> Task description: Read through the data and count the lines that contain the string "Duration"; give only the result.

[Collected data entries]
//! CLI error types with miette diagnostics.
//!
//! Maps core, command and config failures into user-facing errors with
//! actionable help text.

use miette::Diagnostic;
use thiserror::Error;

use vesta_config::ConfigError;
use vesta_core::{ArmMode, CommandError, CoreError};

/// Process exit codes.
pub mod exit_code {
    pub const GENERAL: i32 = 1;
    pub const USAGE: i32 = 2;
    pub const AUTH: i32 = 3;
    pub const NOT_FOUND: i32 = 4;
    pub const CONFLICT: i32 = 6;
    pub const CONNECTION: i32 = 7;
    pub const TIMEOUT: i32 = 8;
}

#[derive(Debug, Error, Diagnostic)]
pub enum CliError {
    // ── Connection ───────────────────────────────────────────────────

    #[error("Could not connect to panel at {url}")]
    #[diagnostic(
        code(vesta::connection_failed),
        help(
            "Check that the panel is powered and reachable on the local network.\n\
             Reason: {reason}"
        )
    )]
    ConnectionFailed { url: String, reason: String },

    #[error("Panel did not answer: {reason}")]
    #[diagnostic(
        code(vesta::panel_unavailable),
        help("Run with -v for per-source details, or retry in a few seconds.")
    )]
    PanelUnavailable { reason: String },

    // ── Authentication ───────────────────────────────────────────────

    #[error("Authentication failed")]
    #[diagnostic(
        code(vesta::auth_failed),
        help(
            "Verify the panel username and password.\n\
             Run: vesta config set-password --profile {profile}"
        )
    )]
    AuthFailed { profile: String },

    #[error("No password configured for profile '{profile}'")]
    #[diagnostic(
        code(vesta::no_credentials),
        help(
            "Configure credentials with: vesta config init\n\
             Or set the VESTA_PASSWORD environment variable."
        )
    )]
    NoCredentials { profile: String },

    // ── Resources ────────────────────────────────────────────────────

    #[error("{resource_type} '{identifier}' not found")]
    #[diagnostic(
        code(vesta::not_found),
        help("Run: vesta {list_command} to see available {resource_type}s")
    )]
    NotFound {
        resource_type: String,
        identifier: String,
        list_command: String,
    },

    // ── Commands ─────────────────────────────────────────────────────

    #[error("A command targeting {target} is already in flight")]
    #[diagnostic(
        code(vesta::command_in_progress),
        help("Wait for the pending command to confirm or time out.")
    )]
    CommandInProgress { target: ArmMode },

    #[error("Panel did not reach {target}; still reports {observed}")]
    #[diagnostic(
        code(vesta::command_timeout),
        help("The panel may refuse to arm with open zones. Check `vesta devices --triggered`.")
    )]
    CommandTimeout { target: ArmMode, observed: ArmMode },

    #[error("Panel rejected the command: {reason}")]
    #[diagnostic(code(vesta::command_rejected))]
    CommandRejected { reason: String },

    #[error("Command was abandoned before the panel confirmed it")]
    #[diagnostic(code(vesta::command_abandoned))]
    CommandAbandoned,

    // ── API ──────────────────────────────────────────────────────────

    #[error("Panel API error: {message}")]
    #[diagnostic(code(vesta::api_error))]
    Api { message: String },

    // ── Validation ───────────────────────────────────────────────────

    #[error("Invalid value for {field}: {reason}")]
    #[diagnostic(code(vesta::validation))]
    Validation { field: String, reason: String },

    // ── Configuration ────────────────────────────────────────────────

    #[error("Profile '{name}' not found in configuration")]
    #[diagnostic(
        code(vesta::profile_not_found),
        help(
            "Available profiles: {available}\n\
             Create one with: vesta config init"
        )
    )]
    ProfileNotFound { name: String, available: String },

    #[error("Configuration file not found")]
    #[diagnostic(
        code(vesta::no_config),
        help(
            "Create one with: vesta config init\n\
             Expected at: {path}\n\
             Or pass --host for a one-off connection."
        )
    )]
    NoConfig { path: String },

    #[error(transparent)]
    #[diagnostic(code(vesta::config))]
    Config(ConfigError),

    // ── Timeout ──────────────────────────────────────────────────────

    #[error("Request timed out after {millis} ms")]
    #[diagnostic(
        code(vesta::timeout),
        help("Increase timeout with --timeout or check panel responsiveness.")
    )]
    Timeout { millis: u64 },

    // ── IO / Serialization ────────────────────────────────────────────

    #[error(transparent)]
    Io(#[from] std::io::Error),

    #[error("Failed to render JSON: {0}")]
    #[diagnostic(code(vesta::json))]
    Json(#[from] serde_json::Error),

    #[error("Failed to render YAML: {0}")]
    #[diagnostic(code(vesta::yaml))]
    Yaml(#[from] serde_yaml::Error),
}

impl CliError {
    /// Map this error to an exit code for process termination.
    pub fn exit_code(&self) -> i32 {
        match self {
            Self::ConnectionFailed { .. } | Self::PanelUnavailable { .. } => exit_code::CONNECTION,
            Self::AuthFailed { .. } | Self::NoCredentials { .. } => exit_code::AUTH,
            Self::NotFound { .. } | Self::ProfileNotFound { .. } => exit_code::NOT_FOUND,
            Self::CommandInProgress { .. } => exit_code::CONFLICT,
            Self::Timeout { .. } | Self::CommandTimeout { .. } => exit_code::TIMEOUT,
            Self::Validation { .. } | Self::NoConfig { .. } => exit_code::USAGE,
            _ => exit_code::GENERAL,
        }
    }
}

// ── CoreError → CliError mapping ─────────────────────────────────────

impl From<CoreError> for CliError {
    fn from(err: CoreError) -> Self {
        match err {
            CoreError::ConnectionFailed { url, reason } => Self::ConnectionFailed { url, reason },
            CoreError::AuthenticationFailed { .. } => Self::AuthFailed {
                profile: "current".into(),
            },
            CoreError::Timeout { timeout_ms } => Self::Timeout { millis: timeout_ms },
            CoreError::Api { message, .. } => Self::Api { message },
            CoreError::Parse(e) => Self::Api {
                message: e.to_string(),
            },
            CoreError::Config { message } => Self::Validation {
                field: "panel".into(),
                reason: message,
            },
        }
    }
}

impl From<CommandError> for CliError {
    fn from(err: CommandError) -> Self {
        match err {
            CommandError::InProgress { target } => Self::CommandInProgress { target },
            CommandError::Timeout { target, observed } => Self::CommandTimeout { target, observed },
            CommandError::Rejected { reason } => Self::CommandRejected { reason },
            CommandError::Transport(e) => CoreError::from(e).into(),
            CommandError::Abandoned => Self::CommandAbandoned,
        }
    }
}

impl From<ConfigError> for CliError {
    fn from(err: ConfigError) -> Self {
        match err {
            ConfigError::Validation { field, reason } => Self::Validation { field, reason },
            ConfigError::UnknownProfile { profile } => Self::ProfileNotFound {
                name: profile,
                available: String::new(),
            },
            ConfigError::NoCredentials { profile } => Self::NoCredentials { profile },
            other => Self::Config(other),
        }
    }
}
#![allow(clippy::unwrap_used)]
// Integration tests for `PanelClient` using wiremock.

use std::time::Duration;

use pretty_assertions::assert_eq;
use secrecy::SecretString;
use serde_json::json;
use url::Url;
use wiremock::matchers::{basic_auth, body_string, header, method, path};
use wiremock::{Mock, MockServer, ResponseTemplate};

use vesta_api::{Error, Method, PanelApi, PanelClient, PanelTransport, TransportConfig};

// ── Helpers ─────────────────────────────────────────────────────────

fn password() -> SecretString {
    SecretString::from("1234".to_string())
}

async fn setup() -> (MockServer, PanelClient) {
    let server = MockServer::start().await;
    let base_url = Url::parse(&format!("{}/", server.uri())).unwrap();
    let client = PanelClient::new(
        base_url,
        "installer".into(),
        password(),
        &TransportConfig::default(),
    )
    .unwrap();
    (server, client)
}

// ── Wire contract ───────────────────────────────────────────────────

#[tokio::test]
async fn test_status_request_carries_auth_and_fixed_headers() {
    let (server, client) = setup().await;
    let referer = format!("{}/", server.uri());

    Mock::given(method("GET"))
        .and(path("/action/panelCondGet"))
        .and(basic_auth("installer", "1234"))
        .and(header("X-Requested-With", "XMLHttpRequest"))
        .and(header("Referer", referer.as_str()))
        .and(header("Accept", "application/json"))
        .respond_with(
            ResponseTemplate::new(200).set_body_json(json!({ "updates": { "mode_a1": "Disarm" } })),
        )
        .expect(1)
        .mount(&server)
        .await;

    let body = client.fetch_status().await.unwrap();
    let value: serde_json::Value = serde_json::from_slice(&body).unwrap();
    assert_eq!(value["updates"]["mode_a1"], "Disarm");
}

#[tokio::test]
async fn test_device_list_is_a_get() {
    let (server, client) = setup().await;

    Mock::given(method("GET"))
        .and(path("/action/deviceListGet"))
        .respond_with(ResponseTemplate::new(200).set_body_json(json!({ "senrows": [] })))
        .expect(1)
        .mount(&server)
        .await;

    client.fetch_devices().await.unwrap();
}

#[tokio::test]
async fn test_event_log_posts_max_count_form() {
    let (server, client) = setup().await;

    Mock::given(method("POST"))
        .and(path("/action/logsGet"))
        .and(header("Content-Type", "application/x-www-form-urlencoded"))
        .and(body_string("max_count=50"))
        .respond_with(ResponseTemplate::new(200).set_body_json(json!({ "logrows": [] })))
        .expect(1)
        .mount(&server)
        .await;

    client.fetch_events(50).await.unwrap();
}

#[tokio::test]
async fn test_arm_command_posts_area_and_mode() {
    let (server, client) = setup().await;

    Mock::given(method("POST"))
        .and(path("/action/panelCondPost"))
        .and(basic_auth("installer", "1234"))
        .and(body_string("area=1&mode=2"))
        .respond_with(ResponseTemplate::new(200).set_body_json(json!({ "result": 1 })))
        .expect(1)
        .mount(&server)
        .await;

    client.post_arm_mode(1, 2).await.unwrap();
}

// ── Error classification ────────────────────────────────────────────

#[tokio::test]
async fn test_unauthorized_maps_to_auth_error() {
    let (server, client) = setup().await;

    Mock::given(method("GET"))
        .and(path("/action/panelCondGet"))
        .respond_with(ResponseTemplate::new(401))
        .mount(&server)
        .await;

    let result = client.fetch_status().await;
    assert_eq!(result, Err(Error::Auth { status: 401 }));
}

#[tokio::test]
async fn test_forbidden_maps_to_auth_error() {
    let (server, client) = setup().await;

    Mock::given(method("GET"))
        .and(path("/action/deviceListGet"))
        .respond_with(ResponseTemplate::new(403))
        .mount(&server)
        .await;

    let err = client.fetch_devices().await.unwrap_err();
    assert!(err.is_auth(), "expected auth error, got: {err:?}");
}

#[tokio::test]
async fn test_server_error_maps_to_http_error() {
    let (server, client) = setup().await;

    Mock::given(method("GET"))
        .and(path("/action/panelCondGet"))
        .respond_with(ResponseTemplate::new(500).set_body_string("busy"))
        .mount(&server)
        .await;

    let err = client.fetch_status().await.unwrap_err();
    assert_eq!(
        err,
        Error::Http {
            status: 500,
            body: "busy".into()
        }
    );
    assert!(err.is_transient());
}

#[tokio::test]
async fn test_non_json_body_is_malformed() {
    let (server, client) = setup().await;

    Mock::given(method("GET"))
        .and(path("/action/panelCondGet"))
        .respond_with(ResponseTemplate::new(200).set_body_string("<html>login</html>"))
        .mount(&server)
        .await;

    let err = client.fetch_status().await.unwrap_err();
    assert!(
        matches!(err, Error::Malformed { ref body, .. } if body.contains("login")),
        "expected Malformed error, got: {err:?}"
    );
}

#[tokio::test]
async fn test_slow_panel_maps_to_timeout() {
    let server = MockServer::start().await;
    let base_url = Url::parse(&format!("{}/", server.uri())).unwrap();
    let transport = TransportConfig {
        timeout: Duration::from_millis(100),
        ..TransportConfig::default()
    };
    let client = PanelClient::new(base_url, "installer".into(), password(), &transport).unwrap();

    Mock::given(method("GET"))
        .and(path("/action/panelCondGet"))
        .respond_with(
            ResponseTemplate::new(200)
                .set_body_json(json!({}))
                .set_delay(Duration::from_secs(2)),
        )
        .mount(&server)
        .await;

    let err = client.fetch_status().await.unwrap_err();
    assert_eq!(err, Error::Timeout { timeout_ms: 100 });
}

#[tokio::test]
async fn test_refused_connection_maps_to_connection_error() {
    let port = {
        let listener = std::net::TcpListener::bind("127.0.0.1:0").unwrap();
        listener.local_addr().unwrap().port()
    };
    let base_url = Url::parse(&format!("http://127.0.0.1:{port}/")).unwrap();
    let client = PanelClient::new(
        base_url,
        "installer".into(),
        password(),
        &TransportConfig::default(),
    )
    .unwrap();

    let err = client
        .request(Method::Get, "action/panelCondGet", None)
        .await
        .unwrap_err();
    assert!(
        matches!(err, Error::Connection { .. }),
        "expected Connection error, got: {err:?}"
    );
}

> Task response: 3